Katrina Trailers' Toxic Levels Unshared
Posted on: Thursday, 10 July 2008, 21:00 CDT
A U.S. trailer manufacturer says it did not disclose to Hurricane Katrina evacuees or the government that formaldehyde in some units exceeded federal standards.
Some of the trailers manufactured by Gulf Stream Coach had formaldehyde levels as much as 45 times above the federal guideline in 2006, The Washington Post reported Thursday.
Gulf Stream Coach built 50,000 trailers for the Federal Emergency Management Agency for $520 million.
Company chairman Jim Shea told lawmakers Wednesday that his company decided that its testing results were irrelevant information because FEMA already knew about the high formaldehyde levels.
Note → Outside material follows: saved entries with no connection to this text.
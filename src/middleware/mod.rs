// ABOUTME: Middleware module for request processing
// ABOUTME: Re-exports the bearer-token authentication gate
//
// SPDX-License-Identifier: MIT OR Apache-2.0

//! Request middleware

/// Bearer-token authentication gate
pub mod auth;

pub use auth::AuthMiddleware;
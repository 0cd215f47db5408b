// ABOUTME: Database management for the FitBurn server
// ABOUTME: Handles user storage, profile updates, and calorie accumulation
//
// SPDX-License-Identifier: MIT OR Apache-2.0

//! # Database Management
//!
//! `SQLite` storage for user records. The calorie accumulator relies on the
//! storage layer's single-statement increment so concurrent requests for the
//! same user never lose updates.

mod users;

pub use users::ProfileUpdate;

use anyhow::Result;
use sqlx::{Pool, Sqlite, SqlitePool};

/// Database manager for user storage
#[derive(Clone)]
pub struct Database {
    pool: Pool<Sqlite>,
}

impl Database {
    /// Create a new database connection and run migrations
    ///
    /// # Errors
    ///
    /// Returns an error if the connection or schema migration fails.
    pub async fn new(database_url: &str) -> Result<Self> {
        // Ensure SQLite creates the database file if it doesn't exist
        let connection_options = if database_url.starts_with("sqlite:") {
            format!("{database_url}?mode=rwc")
        } else {
            database_url.to_string()
        };

        let pool = SqlitePool::connect(&connection_options).await?;

        let db = Self { pool };
        db.migrate().await?;

        Ok(db)
    }

    /// Get a reference to the database pool for advanced operations
    #[must_use]
    pub fn pool(&self) -> &Pool<Sqlite> {
        &self.pool
    }

    /// Run database migrations
    ///
    /// # Errors
    ///
    /// Returns an error if table or index creation fails.
    pub async fn migrate(&self) -> Result<()> {
        self.migrate_users().await?;
        Ok(())
    }
}
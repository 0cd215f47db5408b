// ABOUTME: Main library entry point for the FitBurn fitness tracking API
// ABOUTME: Provides REST endpoints for auth, profiles, calorie tracking, and mock exercise analysis
//
// SPDX-License-Identifier: MIT OR Apache-2.0

#![deny(unsafe_code)]

//! # FitBurn
//!
//! A fitness-tracking backend: users authenticate (password or Google),
//! maintain a profile with a basal metabolic rate, upload exercise media to a
//! mock analysis endpoint, and accumulate a per-user running calorie total.
//!
//! ## Architecture
//!
//! - **Models**: User record and profile response types
//! - **Database**: `SQLite` storage with atomic calorie accumulation
//! - **Auth**: JWT session tokens and bcrypt credential verification
//! - **Routes**: axum routers per domain (auth, profile, calories, analysis)
//! - **Client**: typed API client with an offline fallback cache
//!
//! The exercise analysis endpoint is an explicit integration stub: it returns
//! randomized results of a fixed shape and makes no guarantee beyond that
//! shape. Do not infer calibration from its output.

/// Authentication and session token management
pub mod auth;

/// Typed API client with session context and offline fallback cache
pub mod client;

/// Configuration management
pub mod config;

/// User storage and calorie accumulation
pub mod database;

/// Unified error handling with standard error codes and HTTP responses
pub mod errors;

/// Structured logging configuration
pub mod logging;

/// Request authentication middleware
pub mod middleware;

/// Common data structures
pub mod models;

/// Shared server state
pub mod resources;

/// HTTP routes organized by domain
pub mod routes;

/// Router assembly and serve loop
pub mod server;
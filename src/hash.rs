use sha2::{Digest, Sha256};
use std::fmt::Display;
use std::fs::File;
use std::io::{self, Read};
use std::path::Path;

const CHUNK_SIZE: usize = 8 * 1024;

/// SHA-256 digest of some content, compared to decide whether an output
/// changed. Never written anywhere.
#[derive(Debug, Clone, PartialEq, Eq)]
pub struct ContentHash(String);

impl ContentHash {
    pub fn of_bytes(data: impl AsRef<[u8]>) -> Self {
        let mut hasher = Sha256::new();
        hasher.update(data.as_ref());
        Self(hex::encode(hasher.finalize()))
    }

    /// Hashes a file in fixed-size chunks. A missing file hashes like empty
    /// content.
    ///
    /// # Errors
    /// Any I/O error other than the file not existing.
    pub fn of_file(path: &Path) -> io::Result<Self> {
        let mut file = match File::open(path) {
            Ok(file) => file,
            Err(err) if err.kind() == io::ErrorKind::NotFound => return Ok(Self::of_bytes(b"")),
            Err(err) => return Err(err),
        };

        let mut hasher = Sha256::new();
        let mut buffer = [0u8; CHUNK_SIZE];
        loop {
            let read = file.read(&mut buffer)?;
            if read == 0 {
                break;
            }
            hasher.update(&buffer[..read]);
        }
        Ok(Self(hex::encode(hasher.finalize())))
    }

    pub fn as_str(&self) -> &str {
        &self.0
    }
}

impl Display for ContentHash {
    fn fmt(&self, f: &mut std::fmt::Formatter<'_>) -> std::fmt::Result {
        write!(f, "{}", self.0)
    }
}
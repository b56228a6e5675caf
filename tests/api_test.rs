use xpr_core::{compile, Node, RuleGroup};

#[test]
fn test_compile_to_json() {
    let source = r"
        @name NEWS,
        @includes { /news, }
        ARTICLE /article * {
            HEADLINE /h1,
            LINK /a [href] 'link',
        }
    ";

    let expected_json = serde_json::json!({
        "name": "NEWS",
        "includes": ["/news"],
        "excludes": [],
        "nodes": [{
            "key": "ARTICLE",
            "xpath": "/article",
            "nodes": [
                { "key": "HEADLINE", "xpath": "/h1", "multi": true, "attribute": null, "custom": null },
                { "key": "LINK", "xpath": "/a", "multi": true, "attribute": "href", "custom": ";link" }
            ]
        }]
    });

    let group = compile(source, "news.xpr").unwrap();
    let result_json = serde_json::to_value(&group).unwrap();

    assert_eq!(result_json, expected_json);
}

#[test]
fn test_json_round_trip() {
    let source = "@name R, @includes { /a, } @excludes { /a/b, } A /a { B /b * [x], C /c { D /d 'e', } } /f,";
    let group = compile(source, "round_trip.xpr").unwrap();

    let text = serde_json::to_string(&group).unwrap();
    let back: RuleGroup = serde_json::from_str(&text).unwrap();
    assert_eq!(back, group);
}

#[test]
fn test_parse_is_deterministic() {
    let source = "@name R, @includes { /a, /b, } A /a * { B /b, } C /c,";
    let first = compile(source, "a.xpr").unwrap();
    let second = compile(source, "a.xpr").unwrap();
    assert_eq!(first, second);
    assert_eq!(
        serde_json::to_string(&first).unwrap(),
        serde_json::to_string(&second).unwrap()
    );
}

#[test]
fn test_top_level_leaf_is_not_multi_by_default() {
    let group = compile("@name R, @includes { /a, } /title,", "a.xpr").unwrap();
    match &group.nodes[0] {
        Node::Child(child) => assert!(!child.multi),
        Node::Parent(_) => panic!("expected a leaf"),
    }
}
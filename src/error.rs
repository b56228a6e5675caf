use miette::{Diagnostic, NamedSource, SourceSpan};
use std::fmt::Display;
use std::path::PathBuf;
use thiserror::Error;

#[derive(Error, Debug, Diagnostic)]
pub enum XprError {
    #[error(transparent)]
    #[diagnostic(transparent)]
    Syntax(#[from] SyntaxError),

    #[error(transparent)]
    #[diagnostic(transparent)]
    Manifest(#[from] ManifestError),

    #[error(transparent)]
    #[diagnostic(transparent)]
    Merge(#[from] MergeError),
}

/// The metadata directives an XPR file may declare.
#[derive(Debug, Clone, Copy, PartialEq, Eq)]
pub enum Directive {
    Name,
    Includes,
    Excludes,
}

impl Display for Directive {
    fn fmt(&self, f: &mut std::fmt::Formatter<'_>) -> std::fmt::Result {
        match self {
            Directive::Name => write!(f, "@name"),
            Directive::Includes => write!(f, "@includes"),
            Directive::Excludes => write!(f, "@excludes"),
        }
    }
}

/// What went wrong while reading an XPR token stream.
#[derive(Error, Debug, Clone, PartialEq, Eq)]
pub enum SyntaxErrorKind {
    #[error("`@name` and `@includes` must both be declared")]
    MissingMetadata,
    #[error("`{0}` cannot be declared twice")]
    DuplicateDirective(Directive),
    #[error("`@name` is not followed by an identifier")]
    MissingIdentifier,
    #[error("`@name` identifiers may only contain A-Z, 0-9 and `_`")]
    InvalidIdentifier,
    #[error("expected `,` after the {0}")]
    MissingComma(String),
    #[error("`{0}` must be followed by `{{`")]
    BlockNotStarted(Directive),
    #[error("the `{0}` block is never closed")]
    UnterminatedBlock(Directive),
    #[error("`@includes` needs at least one directory")]
    EmptyIncludes,
    #[error("directories in `{0}` must start with `/`")]
    InvalidPath(Directive),
    #[error("invalid token")]
    InvalidToken,
    #[error("unexpected end of tokens")]
    UnexpectedEnd,
    #[error("node has no xpath")]
    MissingXpath,
    #[error("block node needs both a key and an xpath")]
    MissingKeyOrXpath,
    #[error("a block must contain at least one node")]
    EmptyBlock,
    #[error("blocks are nested more than {} levels deep", crate::nodes::MAX_DEPTH)]
    NestingTooDeep,
}

impl SyntaxErrorKind {
    fn help(&self) -> Option<&'static str> {
        match self {
            SyntaxErrorKind::MissingMetadata => {
                Some("Start the file with `@name IDENT,` and `@includes { /path, }`.")
            }
            SyntaxErrorKind::MissingComma(_) => {
                Some("Every identifier and directory entry is terminated by a comma.")
            }
            SyntaxErrorKind::InvalidToken => Some(
                "Expected a KEY, an /xpath, `*`, an [attribute], a 'custom' style, a brace or a comma.",
            ),
            SyntaxErrorKind::UnexpectedEnd => {
                Some("The file ended inside a node. Check for an unclosed `{` or a missing `,`.")
            }
            SyntaxErrorKind::MissingXpath => Some("Leaf nodes look like `[KEY] /xpath ... ,`."),
            SyntaxErrorKind::MissingKeyOrXpath => Some("Block nodes look like `KEY /xpath { ... }`."),
            _ => None,
        }
    }
}

/// A fatal error in one XPR file, located at the token the parser was on.
///
/// `context` is the token window around that position with the offending
/// token wrapped in `>>>` and `<<<`.
#[derive(Error, Debug, Diagnostic, Clone)]
#[error("{kind}: {context}")]
#[diagnostic(code(xpr::syntax))]
pub struct SyntaxError {
    pub kind: SyntaxErrorKind,
    pub context: String,
    #[source_code]
    pub src: NamedSource<String>,
    #[label("{kind}")]
    pub span: SourceSpan,
    #[help]
    pub help: Option<String>,
}

impl SyntaxError {
    pub fn new(
        kind: SyntaxErrorKind,
        context: String,
        src: NamedSource<String>,
        span: SourceSpan,
    ) -> Self {
        let help = kind.help().map(str::to_string);
        Self {
            kind,
            context,
            src,
            span,
            help,
        }
    }
}

#[derive(Error, Debug, Diagnostic)]
pub enum ManifestError {
    #[error("expected a manifest named `index.json`, got `{}`", .path.display())]
    #[diagnostic(
        code(manifest::wrong_file),
        help("Run the merge against the project's `index.json`.")
    )]
    WrongFileName { path: PathBuf },

    #[error("manifest `{}` not found", .path.display())]
    #[diagnostic(code(manifest::not_found))]
    NotFound {
        path: PathBuf,
        #[source]
        source: std::io::Error,
    },

    #[error("manifest `{}` is not valid JSON", .path.display())]
    #[diagnostic(code(manifest::syntax))]
    Syntax {
        path: PathBuf,
        #[source]
        source: serde_json::Error,
    },

    #[error("manifest `{}` does not match the expected schema", .path.display())]
    #[diagnostic(
        code(manifest::schema),
        help("Allowed fields: input (string), output (string), ignore (string[]), pretty (bool).")
    )]
    Schema {
        path: PathBuf,
        #[source]
        source: serde_json::Error,
    },

    #[error("could not list folders in `{}`", .path.display())]
    #[diagnostic(code(manifest::io))]
    Io {
        path: PathBuf,
        #[source]
        source: std::io::Error,
    },
}

#[derive(Error, Debug, Diagnostic)]
pub enum MergeError {
    #[error("folder `{folder}` has no `{file}`")]
    #[diagnostic(code(merge::missing_file))]
    MissingFile { folder: String, file: String },

    #[error("error in `/{folder}/{file}`")]
    #[diagnostic(code(merge::rule))]
    Rule {
        folder: String,
        file: String,
        #[source]
        #[diagnostic_source]
        source: SyntaxError,
    },

    #[error("`/{folder}/{file}` is not valid JSON")]
    #[diagnostic(code(merge::translation))]
    InvalidTranslation {
        folder: String,
        file: String,
        #[source]
        source: serde_json::Error,
    },

    #[error("I/O error on `{}`", .path.display())]
    #[diagnostic(code(merge::io))]
    Io {
        path: PathBuf,
        #[source]
        source: std::io::Error,
    },

    #[error("could not serialize `{file}`")]
    #[diagnostic(code(merge::serialize))]
    Serialize {
        file: String,
        #[source]
        source: serde_json::Error,
    },
}
use serde::{Deserialize, Serialize};

/// The directives at the top of an XPR file.
#[derive(Debug, PartialEq, Eq, Clone, Serialize, Deserialize)]
pub struct RuleGroupMetadata {
    pub name: String,
    pub includes: Vec<String>,
    pub excludes: Vec<String>,
}

/// An extraction rule: either a block with nested rules or a leaf.
#[derive(Debug, PartialEq, Eq, Clone, Serialize, Deserialize)]
#[serde(untagged)]
pub enum Node {
    Parent(ParentNode),
    Child(ChildNode),
}

/// `KEY /xpath [*] { node+ }`
#[derive(Debug, PartialEq, Eq, Clone, Serialize, Deserialize)]
pub struct ParentNode {
    pub key: String,
    pub xpath: String,
    #[serde(rename = "nodes")]
    pub children: Vec<Node>,
}

/// `[KEY] /xpath [*] [[attr]] ['custom'] ,`
#[derive(Debug, PartialEq, Eq, Clone, Serialize, Deserialize)]
pub struct ChildNode {
    pub key: Option<String>,
    pub xpath: String,
    pub multi: bool,
    pub attribute: Option<String>,
    pub custom: Option<String>,
}

/// One compiled XPR file, serialized as `{name, includes, excludes, nodes}`.
#[derive(Debug, PartialEq, Eq, Clone, Serialize, Deserialize)]
pub struct RuleGroup {
    #[serde(flatten)]
    pub metadata: RuleGroupMetadata,
    pub nodes: Vec<Node>,
}

impl Node {
    pub fn key(&self) -> Option<&str> {
        match self {
            Node::Parent(parent) => Some(&parent.key),
            Node::Child(child) => child.key.as_deref(),
        }
    }

    pub fn xpath(&self) -> &str {
        match self {
            Node::Parent(parent) => &parent.xpath,
            Node::Child(child) => &child.xpath,
        }
    }
}
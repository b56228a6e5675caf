//! Token patterns of the XPR grammar.
//!
//! Tokens carry no kind of their own. [`classify`] tests a token against the
//! node patterns in a fixed order and the first match wins. The order is
//! KEY, XPATH, MULTI, ATTRIBUTE, CUSTOM, `{`, `}`, `,` and must not change:
//! the patterns do not overlap today, but output on any future overlap has to
//! stay the same.

use once_cell::sync::Lazy;
use regex::Regex;

/// `@name` identifiers.
pub static IDENTIFIER: Lazy<Regex> = Lazy::new(|| Regex::new(r"^[A-Z0-9_]+$").unwrap());
/// Directory entries of `@includes` and `@excludes`.
pub static DIRECTORY_PATH: Lazy<Regex> = Lazy::new(|| Regex::new(r"^/.*$").unwrap());
pub static KEY: Lazy<Regex> = Lazy::new(|| Regex::new(r"^[A-Z0-9_]+$").unwrap());
pub static XPATH: Lazy<Regex> = Lazy::new(|| Regex::new(r"^(?:::)?/.*$").unwrap());
pub static MULTI: Lazy<Regex> = Lazy::new(|| Regex::new(r"^\*$").unwrap());
pub static ATTRIBUTE: Lazy<Regex> = Lazy::new(|| Regex::new(r"^\[[a-zA-Z0-9-]+\]$").unwrap());
pub static CUSTOM: Lazy<Regex> = Lazy::new(|| Regex::new(r"^'[^'\s]+'$").unwrap());

/// Prefix put in front of a custom style value.
pub const CUSTOM_SEPARATOR: char = ';';

pub const OPEN_BRACE: &str = "{";
pub const CLOSE_BRACE: &str = "}";
pub const COMMA: &str = ",";

/// The role a token plays inside a node.
#[derive(Debug, Clone, Copy, PartialEq, Eq)]
pub enum TokenKind {
    Key,
    Xpath,
    Multi,
    Attribute,
    Custom,
    OpenBrace,
    CloseBrace,
    Comma,
}

/// Classification table, in priority order.
static PRIORITY: [(TokenKind, &Lazy<Regex>); 5] = [
    (TokenKind::Key, &KEY),
    (TokenKind::Xpath, &XPATH),
    (TokenKind::Multi, &MULTI),
    (TokenKind::Attribute, &ATTRIBUTE),
    (TokenKind::Custom, &CUSTOM),
];

/// Returns the kind of the first pattern `token` matches, or `None` for an
/// invalid token.
pub fn classify(token: &str) -> Option<TokenKind> {
    if let Some((kind, _)) = PRIORITY.iter().find(|(_, regex)| regex.is_match(token)) {
        return Some(*kind);
    }
    match token {
        OPEN_BRACE => Some(TokenKind::OpenBrace),
        CLOSE_BRACE => Some(TokenKind::CloseBrace),
        COMMA => Some(TokenKind::Comma),
        _ => None,
    }
}

/// Strips the first and last character, used for `[attr]` and `'custom'`.
pub fn strip_delimiters(token: &str) -> &str {
    let mut chars = token.chars();
    chars.next();
    chars.next_back();
    chars.as_str()
}
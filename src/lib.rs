pub mod ast;
pub mod cursor;
pub mod error;
pub mod hash;
pub mod lexer;
pub mod manifest;
pub mod merge;
pub mod metadata;
pub mod nodes;
pub mod parser;
pub mod patterns;
pub mod translation;

pub use ast::{ChildNode, Node, ParentNode, RuleGroup, RuleGroupMetadata};
pub use error::{MergeError, ManifestError, SyntaxError, SyntaxErrorKind, XprError};
pub use manifest::Manifest;
pub use merge::{merge, MergeOrchestrator, MergeOutcome};
pub use parser::compile;
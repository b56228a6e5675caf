use criterion::{black_box, criterion_group, criterion_main, BenchmarkId, Criterion, Throughput};
use xpr_core::{compile, lexer::Lexer, merge::MergeOrchestrator, Manifest};

// ============================================================================
// Test Data: Varying Complexity and Size
// ============================================================================

const TINY_XPR: &str = "@name TINY, @includes { /, } /title,";

const SMALL_XPR: &str = r"
@name SMALL,
@includes { /posts, }
POST /article {
    TITLE /h1,
    LINK /a [href],
}
";

const MEDIUM_XPR: &str = r"
% Blog section
@name MEDIUM,
@includes { /posts, /drafts, }
@excludes { /posts/archive, }

%- Post pages: header block plus a repeated tag list -%
POST /html/body/article {
    HEADER /header {
        TITLE /h1,
        AUTHOR /span[@class='author'],
        DATE /time [datetime],
    }
    TAGS /ul[@class='tags'] * {
        TAG /li,
        TAG_LINK /li/a [href],
    }
    BODY /div[@class='content'] 'prose',
}
SIDEBAR /aside * [data-id],
";

/// `size` sibling blocks, each with a nested block and a few leaves.
fn generate_large_xpr(size: usize) -> String {
    let mut source = String::from("@name LARGE,\n@includes { /a, /b, }\n");
    for i in 0..size {
        source.push_str(&format!(
            "BLOCK_{i} /section[{i}] * {{\n    HEAD_{i} /h2,\n    ITEMS_{i} /ul {{\n        ITEM /li [data-{i}],\n        LABEL /span 'label',\n    }}\n}}\n"
        ));
    }
    source
}

// ============================================================================
// Lexer Benchmarks
// ============================================================================

fn bench_lexer_sizes(c: &mut Criterion) {
    let mut group = c.benchmark_group("lexer_by_size");

    for (name, source) in [("tiny", TINY_XPR), ("small", SMALL_XPR), ("medium", MEDIUM_XPR)] {
        group.throughput(Throughput::Bytes(source.len() as u64));
        group.bench_with_input(BenchmarkId::from_parameter(name), source, |b, src| {
            b.iter(|| Lexer::new(black_box(src)).lex())
        });
    }

    group.finish();
}

fn bench_lexer_scaling(c: &mut Criterion) {
    let mut group = c.benchmark_group("lexer_block_scaling");

    for size in [10, 100, 1000] {
        let source = generate_large_xpr(size);
        group.throughput(Throughput::Elements(size as u64));
        group.bench_with_input(BenchmarkId::from_parameter(size), &source, |b, src| {
            b.iter(|| Lexer::new(black_box(src)).lex())
        });
    }

    group.finish();
}

// ============================================================================
// Compile Benchmarks
// ============================================================================

fn bench_compile_sizes(c: &mut Criterion) {
    let mut group = c.benchmark_group("compile_by_size");

    for (name, source) in [("tiny", TINY_XPR), ("small", SMALL_XPR), ("medium", MEDIUM_XPR)] {
        group.throughput(Throughput::Bytes(source.len() as u64));
        group.bench_with_input(BenchmarkId::from_parameter(name), source, |b, src| {
            b.iter(|| compile(black_box(src), "benchmark.xpr"))
        });
    }

    group.finish();
}

fn bench_compile_scaling(c: &mut Criterion) {
    let mut group = c.benchmark_group("compile_block_scaling");

    for size in [10, 100, 1000] {
        let source = generate_large_xpr(size);
        group.throughput(Throughput::Elements(size as u64));
        group.bench_with_input(BenchmarkId::from_parameter(size), &source, |b, src| {
            b.iter(|| {
                let group = compile(black_box(src), "benchmark.xpr").unwrap();
                serde_json::to_string(&group)
            })
        });
    }

    group.finish();
}

// ============================================================================
// Merge Benchmarks
// ============================================================================

fn bench_merge_build(c: &mut Criterion) {
    let dir = tempfile::tempdir().unwrap();
    let mut folders = Vec::new();
    for i in 0..20 {
        let name = format!("folder_{i:02}");
        let folder = dir.path().join(&name);
        std::fs::create_dir(&folder).unwrap();
        std::fs::write(folder.join("rule.xpr"), generate_large_xpr(20)).unwrap();
        std::fs::write(folder.join("trans.json"), r#"{"Title":"Hello","Body":{"Text":"x"}}"#)
            .unwrap();
        folders.push(name);
    }
    let manifest = Manifest {
        input: dir.path().to_path_buf(),
        output: dir.path().join("out"),
        ..Manifest::default()
    };

    c.bench_function("merge_build_20_folders", |b| {
        b.iter(|| MergeOrchestrator::new(&manifest).build(black_box(&folders)))
    });
}

// ============================================================================
// Criterion Configuration
// ============================================================================

criterion_group!(lexer_benches, bench_lexer_sizes, bench_lexer_scaling);

criterion_group!(compile_benches, bench_compile_sizes, bench_compile_scaling);

criterion_group!(merge_benches, bench_merge_build);

criterion_main!(lexer_benches, compile_benches, merge_benches);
Anything that would have been helpful to public health in any kind of way with this in retrospect, we would have loved to have been able to shed more light on it, he told the House Committee on Oversight and Government Reform.
The U.S. Centers for Disease Control and Prevention recommended this year that all residents in the FEMA trailers be moved to safer housing. The agency found elevated formaldehyde levels in 42 percent of trailers.
Four companies were identified as having significant problems: Gulf Stream, Forest River, Keystone and Pilgrim International, the newspaper reported.